[Stored dataset items]
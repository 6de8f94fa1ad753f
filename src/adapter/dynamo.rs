use super::{AdapterError, QueryOutput, StoreAdapter};
use crate::{
    codec::WireItem,
    key::{key_strings, KeyPair, PARTITION_KEY, SORT_KEY},
    table::TableSpec,
    TableAttributes,
};
use async_trait::async_trait;
use aws_sdk_dynamodb::{
    error::SdkError,
    operation::put_item::PutItemError,
    types::{
        AttributeDefinition, AttributeValue, GlobalSecondaryIndex, KeySchemaElement, Projection,
        ProjectionType, ProvisionedThroughput, Select,
    },
    Client,
};
use log::{debug, info};

/// Store adapter backed by a DynamoDB table.
#[derive(Debug, Clone)]
pub struct DynamoAdapter {
    db: Client,
    table_name: String,
}

impl DynamoAdapter {
    pub fn new(db: Client, table_name: impl Into<String>) -> Self {
        Self {
            db,
            table_name: table_name.into(),
        }
    }

    pub fn table_name(&self) -> &str {
        &self.table_name
    }

    pub fn client(&self) -> &Client {
        &self.db
    }

    /// Provision the table described by `spec`.
    pub async fn create_table(&self, spec: &TableSpec) -> Result<(), AdapterError> {
        info!(
            "Creating table {} with index {}",
            spec.table_name(),
            spec.index_name()
        );

        let throughput = ProvisionedThroughput::builder()
            .read_capacity_units(spec.read_capacity())
            .write_capacity_units(spec.write_capacity())
            .build()?;

        let attribute_definitions = spec
            .attribute_definitions()
            .into_iter()
            .map(|(name, ty)| {
                AttributeDefinition::builder()
                    .attribute_name(name)
                    .attribute_type(ty.into())
                    .build()
            })
            .collect::<Result<Vec<_>, _>>()?;

        let key_schema = spec
            .key_schema()
            .into_iter()
            .map(|(name, role)| {
                KeySchemaElement::builder()
                    .attribute_name(name)
                    .key_type(role.into())
                    .build()
            })
            .collect::<Result<Vec<_>, _>>()?;

        let index_key_schema = spec
            .index_key_schema()
            .into_iter()
            .map(|(name, role)| {
                KeySchemaElement::builder()
                    .attribute_name(name)
                    .key_type(role.into())
                    .build()
            })
            .collect::<Result<Vec<_>, _>>()?;

        let index = GlobalSecondaryIndex::builder()
            .index_name(spec.index_name())
            .set_key_schema(Some(index_key_schema))
            .projection(
                Projection::builder()
                    .projection_type(ProjectionType::KeysOnly)
                    .build(),
            )
            .provisioned_throughput(throughput.clone())
            .build()?;

        self.db
            .create_table()
            .table_name(spec.table_name())
            .set_attribute_definitions(Some(attribute_definitions))
            .set_key_schema(Some(key_schema))
            .global_secondary_indexes(index)
            .provisioned_throughput(throughput)
            .send()
            .await
            .map_err(|e| AdapterError::Transport(e.to_string()))?;

        info!("Created table {}", spec.table_name());

        Ok(())
    }
}

#[async_trait]
impl StoreAdapter for DynamoAdapter {
    async fn put(&self, item: TableAttributes, condition: Option<&str>) -> Result<(), AdapterError> {
        let (pk, sk) = key_strings(&item)
            .map(|(pk, sk)| (pk.to_string(), sk.to_string()))
            .unwrap_or_default();

        debug!("PUT {pk} / {sk} into {}", self.table_name);

        let result = self
            .db
            .put_item()
            .table_name(&self.table_name)
            .set_item(Some(item.into_wire()))
            .set_condition_expression(condition.map(str::to_string))
            .send()
            .await;

        match result {
            Ok(_) => Ok(()),
            Err(SdkError::ServiceError(err))
                if matches!(err.err(), PutItemError::ConditionalCheckFailedException(_)) =>
            {
                Err(AdapterError::ConditionFailed { pk, sk })
            }
            Err(e) => Err(AdapterError::Transport(e.to_string())),
        }
    }

    async fn get(&self, key: &KeyPair) -> Result<Option<WireItem>, AdapterError> {
        debug!("GET {key} from {}", self.table_name);

        let result = self
            .db
            .get_item()
            .table_name(&self.table_name)
            .key(PARTITION_KEY, AttributeValue::S(key.pk.clone()))
            .key(SORT_KEY, AttributeValue::S(key.sk.clone()))
            .send()
            .await
            .map_err(|e| AdapterError::Transport(e.to_string()))?;

        Ok(result.item)
    }

    async fn query_prefix(
        &self,
        pk: &str,
        sk_prefix: &str,
        count_only: bool,
    ) -> Result<QueryOutput, AdapterError> {
        debug!(
            "QUERY {PARTITION_KEY}={pk} {SORT_KEY} begins with '{sk_prefix}' in {}",
            self.table_name
        );

        let mut items = vec![];
        let mut count = 0;
        let mut start_key: Option<WireItem> = None;

        loop {
            let mut query = self
                .db
                .query()
                .table_name(&self.table_name)
                .expression_attribute_names("#pk", PARTITION_KEY)
                .expression_attribute_values(":pk", AttributeValue::S(pk.to_string()))
                .set_exclusive_start_key(start_key.take());

            query = if sk_prefix.is_empty() {
                query.key_condition_expression("#pk = :pk")
            } else {
                query
                    .key_condition_expression("#pk = :pk AND begins_with(#sk, :sk)")
                    .expression_attribute_names("#sk", SORT_KEY)
                    .expression_attribute_values(":sk", AttributeValue::S(sk_prefix.to_string()))
            };

            if count_only {
                query = query.select(Select::Count);
            }

            let result = query
                .send()
                .await
                .map_err(|e| AdapterError::Transport(e.to_string()))?;

            count += usize::try_from(result.count()).unwrap_or_default();

            if let Some(page) = result.items {
                items.extend(page);
            }

            match result.last_evaluated_key {
                Some(key) if !key.is_empty() => start_key = Some(key),
                _ => break,
            }
        }

        if count_only {
            Ok(QueryOutput::Count(count))
        } else {
            Ok(QueryOutput::Items(items))
        }
    }
}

| Required work |
Return each line of the data above verbatim.

| Output for this exercise |
repository 6de8f94fa1ad753f
filename src/adapter/dynamo.rs
use super::{AdapterError, QueryOutput, StoreAdapter};
use crate::{
    codec::WireItem,
    key::{key_strings, KeyPair, PARTITION_KEY, SORT_KEY},
    table::TableSpec,
    TableAttributes,
};
use async_trait::async_trait;
use aws_sdk_dynamodb::{
    error::SdkError,
    operation::put_item::PutItemError,
    types::{
        AttributeDefinition, AttributeValue, GlobalSecondaryIndex, KeySchemaElement, Projection,
        ProjectionType, ProvisionedThroughput, Select,
    },
    Client,
};
use log::{debug, info};

/// Store adapter backed by a DynamoDB table.
#[derive(Debug, Clone)]
pub struct DynamoAdapter {
    db: Client,
    table_name: String,
}

impl DynamoAdapter {
    pub fn new(db: Client, table_name: impl Into<String>) -> Self {
        Self {
            db,
            table_name: table_name.into(),
        }
    }

    pub fn table_name(&self) -> &str {
        &self.table_name
    }

    pub fn client(&self) -> &Client {
        &self.db
    }

    /// Provision the table described by `spec`.
    pub async fn create_table(&self, spec: &TableSpec) -> Result<(), AdapterError> {
        info!(
            "Creating table {} with index {}",
            spec.table_name(),
            spec.index_name()
        );

        let throughput = ProvisionedThroughput::builder()
            .read_capacity_units(spec.read_capacity())
            .write_capacity_units(spec.write_capacity())
            .build()?;

        let attribute_definitions = spec
            .attribute_definitions()
            .into_iter()
            .map(|(name, ty)| {
                AttributeDefinition::builder()
                    .attribute_name(name)
                    .attribute_type(ty.into())
                    .build()
            })
            .collect::<Result<Vec<_>, _>>()?;

        let key_schema = spec
            .key_schema()
            .into_iter()
            .map(|(name, role)| {
                KeySchemaElement::builder()
                    .attribute_name(name)
                    .key_type(role.into())
                    .build()
            })
            .collect::<Result<Vec<_>, _>>()?;

        let index_key_schema = spec
            .index_key_schema()
            .into_iter()
            .map(|(name, role)| {
                KeySchemaElement::builder()
                    .attribute_name(name)
                    .key_type(role.into())
                    .build()
            })
            .collect::<Result<Vec<_>, _>>()?;

        let index = GlobalSecondaryIndex::builder()
            .index_name(spec.index_name())
            .set_key_schema(Some(index_key_schema))
            .projection(
                Projection::builder()
                    .projection_type(ProjectionType::KeysOnly)
                    .build(),
            )
            .provisioned_throughput(throughput.clone())
            .build()?;

        self.db
            .create_table()
            .table_name(spec.table_name())
            .set_attribute_definitions(Some(attribute_definitions))
            .set_key_schema(Some(key_schema))
            .global_secondary_indexes(index)
            .provisioned_throughput(throughput)
            .send()
            .await
            .map_err(|e| AdapterError::Transport(e.to_string()))?;

        info!("Created table {}", spec.table_name());

        Ok(())
    }
}

#[async_trait]
impl StoreAdapter for DynamoAdapter {
    async fn put(&self, item: TableAttributes, condition: Option<&str>) -> Result<(), AdapterError> {
        let (pk, sk) = key_strings(&item)
            .map(|(pk, sk)| (pk.to_string(), sk.to_string()))
            .unwrap_or_default();

        debug!("PUT {pk} / {sk} into {}", self.table_name);

        let result = self
            .db
            .put_item()
            .table_name(&self.table_name)
            .set_item(Some(item.into_wire()))
            .set_condition_expression(condition.map(str::to_string))
            .send()
            .await;

        match result {
            Ok(_) => Ok(()),
            Err(SdkError::ServiceError(err))
                if matches!(err.err(), PutItemError::ConditionalCheckFailedException(_)) =>
            {
                Err(AdapterError::ConditionFailed { pk, sk })
            }
            Err(e) => Err(AdapterError::Transport(e.to_string())),
        }
    }

    async fn get(&self, key: &KeyPair) -> Result<Option<WireItem>, AdapterError> {
        debug!("GET {key} from {}", self.table_name);

        let result = self
            .db
            .get_item()
            .table_name(&self.table_name)
            .key(PARTITION_KEY, AttributeValue::S(key.pk.clone()))
            .key(SORT_KEY, AttributeValue::S(key.sk.clone()))
            .send()
            .await
            .map_err(|e| AdapterError::Transport(e.to_string()))?;

        Ok(result.item)
    }

    async fn query_prefix(
        &self,
        pk: &str,
        sk_prefix: &str,
        count_only: bool,
    ) -> Result<QueryOutput, AdapterError> {
        debug!(
            "QUERY {PARTITION_KEY}={pk} {SORT_KEY} begins with '{sk_prefix}' in {}",
            self.table_name
        );

        let mut items = vec![];
        let mut count = 0;
        let mut start_key: Option<WireItem> = None;

        loop {
            let mut query = self
                .db
                .query()
                .table_name(&self.table_name)
                .expression_attribute_names("#pk", PARTITION_KEY)
                .expression_attribute_values(":pk", AttributeValue::S(pk.to_string()))
                .set_exclusive_start_key(start_key.take());

            query = if sk_prefix.is_empty() {
                query.key_condition_expression("#pk = :pk")
            } else {
                query
                    .key_condition_expression("#pk = :pk AND begins_with(#sk, :sk)")
                    .expression_attribute_names("#sk", SORT_KEY)
                    .expression_attribute_values(":sk", AttributeValue::S(sk_prefix.to_string()))
            };

            if count_only {
                query = query.select(Select::Count);
            }

            let result = query
                .send()
                .await
                .map_err(|e| AdapterError::Transport(e.to_string()))?;

            count += usize::try_from(result.count()).unwrap_or_default();

            if let Some(page) = result.items {
                items.extend(page);
            }

            match result.last_evaluated_key {
                Some(key) if !key.is_empty() => start_key = Some(key),
                _ => break,
            }
        }

        if count_only {
            Ok(QueryOutput::Count(count))
        } else {
            Ok(QueryOutput::Items(items))
        }
    }
}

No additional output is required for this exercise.